__RECORDS SHOWN__:
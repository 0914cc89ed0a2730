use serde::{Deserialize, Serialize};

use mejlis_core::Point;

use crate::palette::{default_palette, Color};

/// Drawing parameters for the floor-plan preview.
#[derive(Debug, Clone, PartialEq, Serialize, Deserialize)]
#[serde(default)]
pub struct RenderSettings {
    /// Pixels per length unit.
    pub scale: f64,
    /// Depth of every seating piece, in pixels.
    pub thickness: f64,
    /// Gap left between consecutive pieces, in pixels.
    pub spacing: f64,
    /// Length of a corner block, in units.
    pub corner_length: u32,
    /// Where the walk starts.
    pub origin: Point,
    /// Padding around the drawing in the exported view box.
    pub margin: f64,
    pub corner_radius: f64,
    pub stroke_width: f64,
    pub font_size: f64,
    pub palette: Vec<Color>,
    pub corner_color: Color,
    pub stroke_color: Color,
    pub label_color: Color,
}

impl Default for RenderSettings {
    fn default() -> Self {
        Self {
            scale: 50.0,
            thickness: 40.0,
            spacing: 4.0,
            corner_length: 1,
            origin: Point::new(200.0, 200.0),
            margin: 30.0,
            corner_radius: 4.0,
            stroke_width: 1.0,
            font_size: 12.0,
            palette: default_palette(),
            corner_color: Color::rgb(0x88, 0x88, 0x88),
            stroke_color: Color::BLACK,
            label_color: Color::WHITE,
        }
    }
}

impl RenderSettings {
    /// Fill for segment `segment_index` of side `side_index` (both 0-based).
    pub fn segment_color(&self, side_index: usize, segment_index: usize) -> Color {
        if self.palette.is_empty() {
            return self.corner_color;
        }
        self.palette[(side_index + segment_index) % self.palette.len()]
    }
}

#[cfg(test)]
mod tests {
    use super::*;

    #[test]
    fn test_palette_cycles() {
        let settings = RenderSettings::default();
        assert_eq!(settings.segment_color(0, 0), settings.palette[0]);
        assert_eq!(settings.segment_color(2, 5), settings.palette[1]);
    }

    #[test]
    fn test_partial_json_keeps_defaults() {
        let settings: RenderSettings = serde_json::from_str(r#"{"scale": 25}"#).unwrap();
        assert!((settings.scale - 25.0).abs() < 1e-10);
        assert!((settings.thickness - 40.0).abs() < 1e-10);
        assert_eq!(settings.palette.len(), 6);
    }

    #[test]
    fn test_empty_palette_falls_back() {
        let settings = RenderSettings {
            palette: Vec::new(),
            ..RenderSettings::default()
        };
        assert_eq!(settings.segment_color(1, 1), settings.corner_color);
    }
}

__EXERCISE OBJECTIVE__: Locate the word "Point" in the entries, and copy every line where it is found.

__OUTPUT FOR THIS TASK__:
use mejlis_core::Point;
    pub origin: Point,
            origin: Point::new(200.0, 200.0),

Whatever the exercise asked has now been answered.